Another challenge is that media buyers say they simply don’t have the time to do the research they need to do to make an informed recommendation to clients. Subsequently, the work is falling back on the advertising sales rep.

“Ad agencies are a very important part of the selling process, but selling to a client through their ad agency is more work because each one has their own systems and processes,” says Al Rickard, CAE, president, Association Vision, an advertising sales rep firm. “It takes longer to make the sale, and it is harder to reach the decision maker in following up.”

Sales reps often complain about the “gigantic spreadsheets” that an agency may ask them to fill out with information that is already in our publication’s media kit, says Rickard. “Some of these spreadsheets are so vast and complicated, it takes a lot of time to regurgitate information that’s already available to them elsewhere,” he says, adding that a sales rep can spend days filling out several spreadsheets’ worth of information and crafting a response to the agency’s request for integrated products and special deals.

Rickard says he works hard to have a live conversation with an ad agency buyer because they often are new professionals who are trying to justify their recommendations based on the numbers. “Associations have direct relationships with their readers and their advertisers, and an agency buyer should take that into consideration when comparing an association magazine with a smaller circulation to a larger B2B publication serving the same industry with a larger circulation.”

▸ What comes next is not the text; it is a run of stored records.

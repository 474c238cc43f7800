/// Texture filtering mode.
#[derive(Clone, Copy, Debug, Default, PartialEq, Eq)]
pub enum Filter {
    Nearest,
    #[default]
    Linear,
}

/// Texture coordinate wrapping mode.
#[derive(Clone, Copy, Debug, PartialEq, Eq)]
pub enum Wrap {
    Repeat,
    ClampToEdge,
}

/// How a backend should sample a texture.
#[derive(Clone, Copy, Debug, PartialEq, Eq)]
pub struct SamplerParams {
    pub filter: Filter,
    pub wrap_s: Wrap,
    pub wrap_t: Wrap,
    pub mipmaps: bool,
}

impl SamplerParams {
    /// Power-of-two images repeat and get mipmaps; anything else is clamped
    /// to the edge without mipmaps.
    pub fn for_size(width: u32, height: u32, filter: Filter) -> Self {
        let pot = width.is_power_of_two() && height.is_power_of_two();
        let wrap = if pot { Wrap::Repeat } else { Wrap::ClampToEdge };
        Self {
            filter,
            wrap_s: wrap,
            wrap_t: wrap,
            mipmaps: pot,
        }
    }
}

/// Decoded RGBA8 pixels ready to hand to a [`RenderBackend`](crate::RenderBackend).
#[derive(Clone, Debug)]
pub struct Texture {
    pub pixels: Vec<u8>,
    pub width: u32,
    pub height: u32,
    pub sampler: SamplerParams,
}

impl Texture {
    /// Create a texture from raw RGBA data.
    pub fn from_rgba(pixels: Vec<u8>, width: u32, height: u32, filter: Filter) -> Self {
        Self {
            pixels,
            width,
            height,
            sampler: SamplerParams::for_size(width, height, filter),
        }
    }

    /// Decode an encoded image (PNG, JPEG, ...) from memory.
    pub fn from_bytes(bytes: &[u8], filter: Filter) -> Result<Self, image::ImageError> {
        let img = image::load_from_memory(bytes)?.to_rgba8();
        let (width, height) = img.dimensions();
        Ok(Self::from_rgba(img.into_raw(), width, height, filter))
    }

    /// A single opaque white pixel, bound for untextured meshes.
    pub fn white() -> Self {
        Self::from_rgba(vec![255; 4], 1, 1, Filter::Linear)
    }
}
use serde::{Deserialize, Serialize};
use std::fmt;
use std::path::Path;

use crate::core::SplitSource;
use crate::error::{Result, SplitError};
use crate::models::SplitReport;

/// Which splitting algorithm produced (or will produce) a set of parts
#[derive(Debug, Clone, Copy, PartialEq, Eq, Serialize, Deserialize)]
#[serde(rename_all = "snake_case")]
pub enum StrategyKind {
    /// Fixed number of lines per part
    Line,
    /// Fixed number of bytes per part
    Byte,
    /// Fixed number of parts
    Chunk,
}

impl StrategyKind {
    /// Tag embedded in output file names
    pub fn file_tag(&self) -> &'static str {
        match self {
            StrategyKind::Line => "line",
            StrategyKind::Byte => "byte",
            StrategyKind::Chunk => "num",
        }
    }

    pub fn label(&self) -> &'static str {
        match self {
            StrategyKind::Line => "line",
            StrategyKind::Byte => "byte",
            StrategyKind::Chunk => "chunk",
        }
    }

    /// Reject zero and negative unit parameters
    pub fn validate_unit(&self, value: i64) -> Result<u64> {
        u64::try_from(value)
            .ok()
            .filter(|unit| *unit > 0)
            .ok_or(SplitError::InvalidUnit { kind: *self, value })
    }
}

impl fmt::Display for StrategyKind {
    fn fmt(&self, f: &mut fmt::Formatter<'_>) -> fmt::Result {
        f.write_str(self.label())
    }
}

/// Common contract of the three splitting algorithms.
///
/// A call creates parts under `output_dir` (the working directory when the
/// path is empty) and writes each one completely before returning. On error,
/// parts that were already written stay on disk.
pub trait Splitter {
    fn kind(&self) -> StrategyKind;

    fn split<R: SplitSource + ?Sized>(&self, source: &mut R, output_dir: &Path) -> Result<SplitReport>;
}

/// Split into parts of `unit_lines` lines each
#[derive(Debug, Clone, Copy, PartialEq, Eq, Serialize)]
pub struct LineSplit {
    pub unit_lines: i64,
}

/// Split into parts of `unit_bytes` bytes each (the last may be shorter)
#[derive(Debug, Clone, Copy, PartialEq, Eq, Serialize)]
pub struct ByteSplit {
    pub unit_bytes: i64,
}

/// Split into exactly `chunks` parts; the remainder goes to the last one
#[derive(Debug, Clone, Copy, PartialEq, Eq, Serialize)]
pub struct ChunkSplit {
    pub chunks: i64,
}

/// The strategy chosen for one invocation
#[derive(Debug, Clone, Copy, PartialEq, Eq, Serialize)]
#[serde(rename_all = "snake_case")]
pub enum Strategy {
    Lines(LineSplit),
    Bytes(ByteSplit),
    Chunks(ChunkSplit),
}

impl Strategy {
    pub fn lines(unit_lines: i64) -> Self {
        Strategy::Lines(LineSplit { unit_lines })
    }

    pub fn bytes(unit_bytes: i64) -> Self {
        Strategy::Bytes(ByteSplit { unit_bytes })
    }

    pub fn chunks(chunks: i64) -> Self {
        Strategy::Chunks(ChunkSplit { chunks })
    }

    pub fn kind(&self) -> StrategyKind {
        match self {
            Strategy::Lines(s) => s.kind(),
            Strategy::Bytes(s) => s.kind(),
            Strategy::Chunks(s) => s.kind(),
        }
    }

    /// The numeric parameter of the active strategy
    pub fn unit(&self) -> i64 {
        match self {
            Strategy::Lines(s) => s.unit_lines,
            Strategy::Bytes(s) => s.unit_bytes,
            Strategy::Chunks(s) => s.chunks,
        }
    }

    /// Run the active strategy against `source`
    pub fn split<R: SplitSource + ?Sized>(&self, source: &mut R, output_dir: &Path) -> Result<SplitReport> {
        match self {
            Strategy::Lines(s) => s.split(source, output_dir),
            Strategy::Bytes(s) => s.split(source, output_dir),
            Strategy::Chunks(s) => s.split(source, output_dir),
        }
    }
}

#[cfg(test)]
mod tests {
    use super::*;

    #[test]
    fn test_file_tags() {
        assert_eq!(StrategyKind::Line.file_tag(), "line");
        assert_eq!(StrategyKind::Byte.file_tag(), "byte");
        assert_eq!(StrategyKind::Chunk.file_tag(), "num");
    }

    #[test]
    fn test_validate_unit() {
        assert_eq!(StrategyKind::Byte.validate_unit(4).unwrap(), 4);
        assert!(matches!(
            StrategyKind::Chunk.validate_unit(0),
            Err(SplitError::InvalidUnit {
                kind: StrategyKind::Chunk,
                value: 0
            })
        ));
        assert!(StrategyKind::Line.validate_unit(-3).is_err());
    }

    #[test]
    fn test_display_uses_label() {
        assert_eq!(StrategyKind::Chunk.to_string(), "chunk");
        assert_eq!(StrategyKind::Line.to_string(), "line");
    }

    #[test]
    fn test_strategy_constructors() {
        assert_eq!(Strategy::lines(10).kind(), StrategyKind::Line);
        assert_eq!(Strategy::bytes(4).kind(), StrategyKind::Byte);
        assert_eq!(Strategy::chunks(3).kind(), StrategyKind::Chunk);
        assert_eq!(Strategy::bytes(4).unit(), 4);
        assert_eq!(Strategy::chunks(-1).unit(), -1);
    }

    #[test]
    fn test_kind_serialization() {
        let json = serde_json::to_string(&StrategyKind::Chunk).unwrap();
        assert_eq!(json, "\"chunk\"");
        let kind: StrategyKind = serde_json::from_str("\"byte\"").unwrap();
        assert_eq!(kind, StrategyKind::Byte);
    }

    #[test]
    fn test_strategy_serialization() {
        let json = serde_json::to_string(&Strategy::bytes(4)).unwrap();
        assert_eq!(json, r#"{"bytes":{"unit_bytes":4}}"#);
        let json = serde_json::to_string(&Strategy::chunks(2)).unwrap();
        assert_eq!(json, r#"{"chunks":{"chunks":2}}"#);
    }
}
use std::fs::File;
use std::io::{self, Cursor, Read, Seek, Stdin};
use tracing::debug;

use crate::error::{Result, SplitError};

/// A readable input that may also know how many bytes it has left.
///
/// Byte and chunk splitting need the total size before writing the first
/// part. Sources that can answer cheaply (regular files, in-memory buffers)
/// report it here; everything else keeps the default and gets buffered.
pub trait SplitSource: Read {
    /// Number of bytes remaining from the current position, if cheaply known
    fn known_len(&mut self) -> io::Result<Option<u64>> {
        Ok(None)
    }
}

impl SplitSource for File {
    fn known_len(&mut self) -> io::Result<Option<u64>> {
        let metadata = self.metadata()?;
        // pipes and character devices report a meaningless length
        if !metadata.is_file() {
            return Ok(None);
        }
        let position = self.stream_position()?;
        Ok(Some(metadata.len().saturating_sub(position)))
    }
}

impl<T: AsRef<[u8]>> SplitSource for Cursor<T> {
    fn known_len(&mut self) -> io::Result<Option<u64>> {
        let len = self.get_ref().as_ref().len() as u64;
        Ok(Some(len.saturating_sub(self.position())))
    }
}

impl SplitSource for &[u8] {
    fn known_len(&mut self) -> io::Result<Option<u64>> {
        Ok(Some(self.len() as u64))
    }
}

impl SplitSource for Stdin {}

impl<T: SplitSource + ?Sized> SplitSource for Box<T> {
    fn known_len(&mut self) -> io::Result<Option<u64>> {
        (**self).known_len()
    }
}

impl<T: SplitSource + ?Sized> SplitSource for &mut T {
    fn known_len(&mut self) -> io::Result<Option<u64>> {
        (**self).known_len()
    }
}

/// Reader over a source whose total size has been determined
pub enum Measured<'a, R: ?Sized> {
    /// Reads continue from the source itself
    Direct(&'a mut R),
    /// The whole input was read into memory first
    Buffered(Cursor<Vec<u8>>),
}

impl<R: Read + ?Sized> Read for Measured<'_, R> {
    fn read(&mut self, buf: &mut [u8]) -> io::Result<usize> {
        match self {
            Measured::Direct(source) => source.read(buf),
            Measured::Buffered(cursor) => cursor.read(buf),
        }
    }
}

/// Determine the total input size and return a reader positioned at the start
/// of the remaining input.
///
/// Sources without a known length are read to the end into memory, so memory
/// use for those is proportional to the input size.
pub fn measure<R: SplitSource + ?Sized>(source: &mut R) -> Result<(u64, Measured<'_, R>)> {
    if let Some(len) = source.known_len().map_err(SplitError::Read)? {
        debug!("Input size known from source: {} bytes", len);
        return Ok((len, Measured::Direct(source)));
    }

    let mut buffer = Vec::new();
    source.read_to_end(&mut buffer).map_err(SplitError::Read)?;
    let len = buffer.len() as u64;
    debug!("Buffered {} bytes from input of unknown size", len);
    Ok((len, Measured::Buffered(Cursor::new(buffer))))
}

#[cfg(test)]
mod tests {
    use super::*;
    use std::io::{Seek, SeekFrom, Write};
    use tempfile::NamedTempFile;

    /// Reader that hides its length
    struct Opaque<'a>(&'a [u8]);

    impl Read for Opaque<'_> {
        fn read(&mut self, buf: &mut [u8]) -> io::Result<usize> {
            self.0.read(buf)
        }
    }

    impl SplitSource for Opaque<'_> {}

    #[test]
    fn test_cursor_known_len_tracks_position() {
        let mut cursor = Cursor::new(b"abcdef".to_vec());
        assert_eq!(cursor.known_len().unwrap(), Some(6));

        let mut skip = [0u8; 2];
        cursor.read_exact(&mut skip).unwrap();
        assert_eq!(cursor.known_len().unwrap(), Some(4));
    }

    #[test]
    fn test_file_known_len_after_seek() {
        let mut temp = NamedTempFile::new().unwrap();
        temp.write_all(b"0123456789").unwrap();

        let mut file = File::open(temp.path()).unwrap();
        assert_eq!(file.known_len().unwrap(), Some(10));

        file.seek(SeekFrom::Start(3)).unwrap();
        assert_eq!(file.known_len().unwrap(), Some(7));
    }

    #[test]
    fn test_measure_direct() {
        let mut source: &[u8] = b"hello";
        let (len, mut reader) = measure(&mut source).unwrap();
        assert_eq!(len, 5);
        assert!(matches!(reader, Measured::Direct(_)));

        let mut out = String::new();
        reader.read_to_string(&mut out).unwrap();
        assert_eq!(out, "hello");
    }

    #[test]
    fn test_measure_buffers_unknown_length() {
        let mut source = Opaque(b"streamed input");
        let (len, mut reader) = measure(&mut source).unwrap();
        assert_eq!(len, 14);
        assert!(matches!(reader, Measured::Buffered(_)));

        let mut out = String::new();
        reader.read_to_string(&mut out).unwrap();
        assert_eq!(out, "streamed input");
    }

    #[test]
    fn test_boxed_source_forwards_len() {
        let mut boxed: Box<dyn SplitSource> = Box::new(Cursor::new(vec![1u8, 2, 3]));
        assert_eq!(boxed.known_len().unwrap(), Some(3));
    }
}
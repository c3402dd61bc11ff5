use std::path::PathBuf;
use thiserror::Error;

use crate::models::{ConfigError, StrategyKind};

/// Main error type for splitclone
#[derive(Error, Debug)]
pub enum SplitError {
    #[error("Configuration error: {0}")]
    Config(#[from] ConfigError),

    #[error("Invalid {kind} count: {value} ({kind} count must be positive)")]
    InvalidUnit { kind: StrategyKind, value: i64 },

    #[error("Please specify only one of -l (lines), -n (chunks) or -b (bytes)")]
    ConflictingOptions,

    #[error("Failed to open input {0}: {1}")]
    OpenInput(PathBuf, std::io::Error),

    #[error("Failed to read input: {0}")]
    Read(std::io::Error),

    #[error("Input ended early while writing {path}: expected {expected} bytes, got {actual}")]
    ShortRead {
        path: PathBuf,
        expected: u64,
        actual: u64,
    },

    #[error("Failed to create output file {0}: {1}")]
    Create(PathBuf, std::io::Error),

    #[error("Failed to write output file {0}: {1}")]
    Write(PathBuf, std::io::Error),

    #[error("IO error: {0}")]
    Io(#[from] std::io::Error),
}

impl SplitError {
    /// Whether the error was raised before any input was consumed or any part created
    pub fn is_configuration(&self) -> bool {
        matches!(
            self,
            SplitError::Config(_) | SplitError::InvalidUnit { .. } | SplitError::ConflictingOptions
        )
    }
}

pub type Result<T> = std::result::Result<T, SplitError>;
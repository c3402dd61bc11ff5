pub mod config;
pub mod report;
pub mod strategy;

pub use config::*;
pub use report::*;
pub use strategy::*;
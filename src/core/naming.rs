//! Output file naming.
//!
//! Every part is named `part-<tag>-<index>` where `<tag>` is `line`, `byte`
//! or `num` (chunk splitting) and `<index>` counts from 1 without gaps. The
//! scheme has no upper bound on the number of parts.

use std::path::{Path, PathBuf};

use crate::error::Result;
use crate::models::StrategyKind;

use super::PartWriter;

/// File name of the part with the given 1-based index
pub fn part_file_name(kind: StrategyKind, index: usize) -> String {
    format!("part-{}-{}", kind.file_tag(), index)
}

/// Hands out successive part paths inside an output directory
pub struct PartNamer<'a> {
    output_dir: &'a Path,
    kind: StrategyKind,
    next_index: usize,
}

impl<'a> PartNamer<'a> {
    /// An empty `output_dir` places parts in the working directory
    pub fn new(output_dir: &'a Path, kind: StrategyKind) -> Self {
        Self {
            output_dir,
            kind,
            next_index: 1,
        }
    }

    /// Index and path of the next part, advancing the counter
    pub fn next_part(&mut self) -> (usize, PathBuf) {
        let index = self.next_index;
        self.next_index += 1;
        (index, self.output_dir.join(part_file_name(self.kind, index)))
    }

    /// Create the file for the next part
    pub fn create_next(&mut self) -> Result<PartWriter> {
        let (index, path) = self.next_part();
        PartWriter::create(index, path)
    }
}

#[cfg(test)]
mod tests {
    use super::*;

    #[test]
    fn test_part_file_names() {
        assert_eq!(part_file_name(StrategyKind::Line, 1), "part-line-1");
        assert_eq!(part_file_name(StrategyKind::Byte, 12), "part-byte-12");
        assert_eq!(part_file_name(StrategyKind::Chunk, 3), "part-num-3");
    }

    #[test]
    fn test_namer_is_contiguous() {
        let dir = Path::new("out");
        let mut namer = PartNamer::new(dir, StrategyKind::Byte);

        assert_eq!(namer.next_part(), (1, PathBuf::from("out/part-byte-1")));
        assert_eq!(namer.next_part(), (2, PathBuf::from("out/part-byte-2")));
        assert_eq!(namer.next_part(), (3, PathBuf::from("out/part-byte-3")));
    }

    #[test]
    fn test_empty_dir_is_working_directory() {
        let mut namer = PartNamer::new(Path::new(""), StrategyKind::Line);
        assert_eq!(namer.next_part().1, PathBuf::from("part-line-1"));
    }
}
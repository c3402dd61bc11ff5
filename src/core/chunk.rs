use std::path::Path;
use tracing::debug;

use crate::error::Result;
use crate::models::{ChunkSplit, SplitReport, StrategyKind, Splitter};

use super::{measure, PartNamer, SplitSource};

impl Splitter for ChunkSplit {
    fn kind(&self) -> StrategyKind {
        StrategyKind::Chunk
    }

    /// Always writes exactly `chunks` parts, even for empty input. Each part
    /// gets `T / chunks` bytes and the last one also takes the remainder.
    fn split<R: SplitSource + ?Sized>(&self, source: &mut R, output_dir: &Path) -> Result<SplitReport> {
        let chunks = self.kind().validate_unit(self.chunks)?;
        let (total, mut reader) = measure(source)?;

        let base = total / chunks;
        let extra = total % chunks;

        let mut namer = PartNamer::new(output_dir, self.kind());
        let mut report = SplitReport::new(self.kind());

        for i in 1..=chunks {
            let len = if i == chunks { base + extra } else { base };
            let mut part = namer.create_next()?;
            part.copy_from(&mut reader, len)?;
            part.finish(&mut report)?;
        }

        debug!(
            "Split {} byte(s) into {} chunk(s) of {} (+{} in the last)",
            total, chunks, base, extra
        );
        Ok(report)
    }
}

A perfect example is NACS Magazine, published by NACS—The Association for Convenience and Fuel Retailing. Stacey Dodge, advertising director for NACS, says her publication is in a very competitive advertising marketplace, “full of magazines that reach everyone just to boost their overall circulation.” Dodge says these competitors’ circulation is comprised of “more than 50 percent of wasted eyes” because they go to non-decision makers.

NACS Magazine, on the other hand, is very focused on targeting the C-level decision makers who are NACS members and represent the circle of buyers in the convenience industry. When NACS works directly with the suppliers who exhibit at the annual NACS Show, Dodge says they understand how important NACS Magazine’s targeted audience of buyers really is.

NACS Magazine has the unique position of being the only publication with access to the complete list of retail buyers who attend our very successful annual trade show,” she says. “Most agencies are not familiar enough with our industry to understand the value of this. They tend to buy on sheer numbers and cost-per-thousand, regardless of who they’re reaching.”

Stephanie Holland, market development manager of online advertising at the American Chemical Society, says that although ACS publishes 44 scientific research journals, a weekly magazine and digital edition, e-newsletters, a mobile app and a blog — and even though 161,000 members receive its flagship publication, Chemical & Engineering News — ACS is still in a niche, B2B space.

To help agencies better understand what her association has to offer, Holland has run advertising programs with SRDS for almost seven years. “In B2B, it can be more challenging to get agency business,” she says. “Most companies that advertise with us buy media in-house and are familiar with industry associations, but when a brand uses an agency, they may not be as familiar with smaller, niche publications like ours.”


Elliott says the new market research study contains a number of interesting insights into the decision-making process of ad agency buyers that will help associations understand the agency mindset more clearly.

“It’s important to have a direct relationship with your advertisers, but that’s getting harder to accomplish,” Elliott says. “The next best thing is to gain a deeper understanding of the agency buyers’ approach to recommending media and make sure you have someone on your team who knows how to present them with what they’re looking for.”